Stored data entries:
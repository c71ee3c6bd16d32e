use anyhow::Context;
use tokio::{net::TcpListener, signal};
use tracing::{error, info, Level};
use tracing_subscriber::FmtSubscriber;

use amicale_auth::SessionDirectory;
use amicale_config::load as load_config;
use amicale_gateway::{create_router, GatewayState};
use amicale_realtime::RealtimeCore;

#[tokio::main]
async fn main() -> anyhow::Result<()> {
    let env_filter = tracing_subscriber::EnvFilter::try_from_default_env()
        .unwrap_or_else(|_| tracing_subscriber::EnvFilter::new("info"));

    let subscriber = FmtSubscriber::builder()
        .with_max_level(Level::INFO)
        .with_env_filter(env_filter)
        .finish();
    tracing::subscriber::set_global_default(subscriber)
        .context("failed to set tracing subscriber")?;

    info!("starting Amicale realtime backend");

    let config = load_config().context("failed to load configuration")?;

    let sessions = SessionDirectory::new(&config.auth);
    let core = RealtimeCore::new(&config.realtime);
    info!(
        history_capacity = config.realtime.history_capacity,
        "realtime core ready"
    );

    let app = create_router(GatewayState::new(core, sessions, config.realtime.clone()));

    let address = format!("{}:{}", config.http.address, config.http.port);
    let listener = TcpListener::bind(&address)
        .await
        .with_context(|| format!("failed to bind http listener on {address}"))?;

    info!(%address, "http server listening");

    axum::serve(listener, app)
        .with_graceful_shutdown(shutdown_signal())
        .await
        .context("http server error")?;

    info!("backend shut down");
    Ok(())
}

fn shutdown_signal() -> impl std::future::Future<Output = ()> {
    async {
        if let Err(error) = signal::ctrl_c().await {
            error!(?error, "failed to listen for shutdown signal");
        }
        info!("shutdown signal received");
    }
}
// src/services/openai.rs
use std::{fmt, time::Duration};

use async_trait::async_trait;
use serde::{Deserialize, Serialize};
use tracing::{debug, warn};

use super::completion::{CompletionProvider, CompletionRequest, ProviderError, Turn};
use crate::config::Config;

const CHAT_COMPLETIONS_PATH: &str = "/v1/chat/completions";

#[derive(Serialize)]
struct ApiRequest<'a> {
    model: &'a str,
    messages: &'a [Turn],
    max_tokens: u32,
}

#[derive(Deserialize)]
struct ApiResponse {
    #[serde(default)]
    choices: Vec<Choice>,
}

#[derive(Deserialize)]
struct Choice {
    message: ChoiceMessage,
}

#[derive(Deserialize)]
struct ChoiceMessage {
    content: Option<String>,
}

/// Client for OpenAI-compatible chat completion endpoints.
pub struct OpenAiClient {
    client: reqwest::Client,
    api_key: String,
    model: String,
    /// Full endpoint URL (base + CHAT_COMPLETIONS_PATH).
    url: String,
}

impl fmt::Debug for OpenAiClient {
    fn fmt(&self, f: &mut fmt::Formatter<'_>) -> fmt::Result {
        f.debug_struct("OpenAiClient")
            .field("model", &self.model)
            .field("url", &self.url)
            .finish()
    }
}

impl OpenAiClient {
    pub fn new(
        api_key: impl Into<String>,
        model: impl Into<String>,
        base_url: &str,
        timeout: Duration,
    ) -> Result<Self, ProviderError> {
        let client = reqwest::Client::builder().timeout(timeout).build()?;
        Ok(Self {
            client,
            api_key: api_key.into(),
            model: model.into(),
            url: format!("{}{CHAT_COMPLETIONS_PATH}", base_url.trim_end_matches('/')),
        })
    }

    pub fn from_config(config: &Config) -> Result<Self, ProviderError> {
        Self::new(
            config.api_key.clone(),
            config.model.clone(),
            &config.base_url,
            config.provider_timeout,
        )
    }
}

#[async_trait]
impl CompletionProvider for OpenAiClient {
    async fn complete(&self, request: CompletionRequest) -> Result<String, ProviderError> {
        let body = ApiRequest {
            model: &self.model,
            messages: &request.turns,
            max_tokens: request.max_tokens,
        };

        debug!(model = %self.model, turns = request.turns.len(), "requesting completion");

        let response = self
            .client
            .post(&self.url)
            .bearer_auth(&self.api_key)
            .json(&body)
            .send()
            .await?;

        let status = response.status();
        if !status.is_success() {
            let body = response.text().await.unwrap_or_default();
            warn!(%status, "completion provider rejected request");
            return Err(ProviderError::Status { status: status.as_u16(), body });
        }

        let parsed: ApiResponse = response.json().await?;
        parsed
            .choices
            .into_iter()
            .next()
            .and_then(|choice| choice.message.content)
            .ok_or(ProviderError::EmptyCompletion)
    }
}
* * *
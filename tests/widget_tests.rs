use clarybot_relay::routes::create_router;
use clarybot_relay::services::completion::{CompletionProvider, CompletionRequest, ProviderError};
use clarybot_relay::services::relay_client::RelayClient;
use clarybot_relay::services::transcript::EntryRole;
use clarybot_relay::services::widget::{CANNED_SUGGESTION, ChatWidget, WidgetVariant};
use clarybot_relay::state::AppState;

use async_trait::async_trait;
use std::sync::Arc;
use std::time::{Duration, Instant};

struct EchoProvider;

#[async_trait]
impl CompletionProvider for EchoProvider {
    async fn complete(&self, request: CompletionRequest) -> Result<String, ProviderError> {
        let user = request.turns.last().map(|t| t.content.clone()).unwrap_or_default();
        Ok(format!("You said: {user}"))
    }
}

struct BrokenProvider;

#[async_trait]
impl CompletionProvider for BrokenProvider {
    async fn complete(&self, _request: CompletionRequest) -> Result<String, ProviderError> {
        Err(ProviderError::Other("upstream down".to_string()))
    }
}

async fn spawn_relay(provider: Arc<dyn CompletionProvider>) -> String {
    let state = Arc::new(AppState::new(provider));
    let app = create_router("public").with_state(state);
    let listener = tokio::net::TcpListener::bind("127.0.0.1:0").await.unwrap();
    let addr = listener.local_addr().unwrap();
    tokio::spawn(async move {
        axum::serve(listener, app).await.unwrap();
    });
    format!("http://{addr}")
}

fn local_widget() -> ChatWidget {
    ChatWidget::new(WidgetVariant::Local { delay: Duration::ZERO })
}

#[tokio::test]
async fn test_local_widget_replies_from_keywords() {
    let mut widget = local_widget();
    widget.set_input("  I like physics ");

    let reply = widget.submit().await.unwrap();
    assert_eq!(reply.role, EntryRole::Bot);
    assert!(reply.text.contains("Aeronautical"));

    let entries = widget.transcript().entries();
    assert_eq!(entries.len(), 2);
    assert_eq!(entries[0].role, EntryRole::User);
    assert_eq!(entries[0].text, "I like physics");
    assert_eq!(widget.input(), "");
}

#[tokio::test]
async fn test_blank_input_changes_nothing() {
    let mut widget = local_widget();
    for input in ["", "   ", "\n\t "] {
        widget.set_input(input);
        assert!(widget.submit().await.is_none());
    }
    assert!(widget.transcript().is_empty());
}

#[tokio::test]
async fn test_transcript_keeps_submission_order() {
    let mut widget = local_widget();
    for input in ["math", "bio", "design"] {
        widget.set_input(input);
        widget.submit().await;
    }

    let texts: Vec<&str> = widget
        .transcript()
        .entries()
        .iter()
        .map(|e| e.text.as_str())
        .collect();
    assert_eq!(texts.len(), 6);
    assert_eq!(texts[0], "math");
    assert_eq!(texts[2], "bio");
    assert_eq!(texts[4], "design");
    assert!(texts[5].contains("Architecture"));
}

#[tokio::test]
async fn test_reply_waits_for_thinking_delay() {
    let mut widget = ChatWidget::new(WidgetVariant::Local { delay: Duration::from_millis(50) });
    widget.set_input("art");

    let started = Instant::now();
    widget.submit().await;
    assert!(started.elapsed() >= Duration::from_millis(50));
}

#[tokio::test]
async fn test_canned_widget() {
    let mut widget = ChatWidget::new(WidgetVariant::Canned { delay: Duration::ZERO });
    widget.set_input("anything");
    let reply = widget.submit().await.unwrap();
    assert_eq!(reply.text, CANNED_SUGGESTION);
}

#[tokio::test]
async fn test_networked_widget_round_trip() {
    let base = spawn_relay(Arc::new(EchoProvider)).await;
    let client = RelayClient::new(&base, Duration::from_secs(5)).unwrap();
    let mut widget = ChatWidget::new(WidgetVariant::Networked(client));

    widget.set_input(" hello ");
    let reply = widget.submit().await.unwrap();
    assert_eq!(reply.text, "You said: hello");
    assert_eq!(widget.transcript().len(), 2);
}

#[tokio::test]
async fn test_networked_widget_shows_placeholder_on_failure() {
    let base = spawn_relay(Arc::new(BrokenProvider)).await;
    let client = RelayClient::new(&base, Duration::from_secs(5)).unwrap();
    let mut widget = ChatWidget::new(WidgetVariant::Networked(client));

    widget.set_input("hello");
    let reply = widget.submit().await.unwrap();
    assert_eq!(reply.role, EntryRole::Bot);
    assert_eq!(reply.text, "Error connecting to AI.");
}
==
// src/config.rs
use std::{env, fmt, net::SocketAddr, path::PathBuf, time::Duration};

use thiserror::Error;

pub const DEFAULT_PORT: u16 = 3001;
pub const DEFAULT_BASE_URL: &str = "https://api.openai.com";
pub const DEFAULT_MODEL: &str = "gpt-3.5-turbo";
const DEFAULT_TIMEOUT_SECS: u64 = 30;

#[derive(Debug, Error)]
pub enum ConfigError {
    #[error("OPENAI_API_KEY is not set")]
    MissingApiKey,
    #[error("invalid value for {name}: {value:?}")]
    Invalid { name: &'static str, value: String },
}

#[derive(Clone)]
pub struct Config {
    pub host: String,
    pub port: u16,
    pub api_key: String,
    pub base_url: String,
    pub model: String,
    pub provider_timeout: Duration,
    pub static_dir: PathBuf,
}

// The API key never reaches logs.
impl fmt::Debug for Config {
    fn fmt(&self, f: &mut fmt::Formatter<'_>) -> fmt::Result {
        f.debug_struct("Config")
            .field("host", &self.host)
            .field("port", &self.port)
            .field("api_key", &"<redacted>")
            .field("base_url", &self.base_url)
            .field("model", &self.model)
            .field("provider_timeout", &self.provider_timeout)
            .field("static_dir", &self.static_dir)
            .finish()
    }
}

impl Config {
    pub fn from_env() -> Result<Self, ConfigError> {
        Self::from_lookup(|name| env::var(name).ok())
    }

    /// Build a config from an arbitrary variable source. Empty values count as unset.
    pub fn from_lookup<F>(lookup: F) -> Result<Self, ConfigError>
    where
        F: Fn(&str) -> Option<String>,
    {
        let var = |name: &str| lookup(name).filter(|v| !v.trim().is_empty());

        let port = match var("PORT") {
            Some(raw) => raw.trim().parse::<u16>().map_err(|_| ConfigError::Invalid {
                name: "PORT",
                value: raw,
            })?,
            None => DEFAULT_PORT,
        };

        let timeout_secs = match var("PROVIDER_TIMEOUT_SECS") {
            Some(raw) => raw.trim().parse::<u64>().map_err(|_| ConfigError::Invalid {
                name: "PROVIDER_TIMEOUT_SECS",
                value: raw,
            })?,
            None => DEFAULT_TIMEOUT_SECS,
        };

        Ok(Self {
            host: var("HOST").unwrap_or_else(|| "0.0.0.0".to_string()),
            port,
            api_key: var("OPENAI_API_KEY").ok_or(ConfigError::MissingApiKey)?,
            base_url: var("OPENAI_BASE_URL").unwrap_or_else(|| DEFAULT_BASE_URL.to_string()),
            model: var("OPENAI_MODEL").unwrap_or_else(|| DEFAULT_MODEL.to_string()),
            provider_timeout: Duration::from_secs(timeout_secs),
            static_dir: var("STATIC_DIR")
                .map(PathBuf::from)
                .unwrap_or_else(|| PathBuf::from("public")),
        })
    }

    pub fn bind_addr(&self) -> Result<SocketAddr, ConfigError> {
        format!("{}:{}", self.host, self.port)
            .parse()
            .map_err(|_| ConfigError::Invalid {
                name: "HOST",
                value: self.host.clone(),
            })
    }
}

**WHAT YOU ARE ASKED TO DO**
How many lines of these entries contain "body"? Answer with the number and nothing else.

**RESPONSE FOR THIS EXERCISE**
4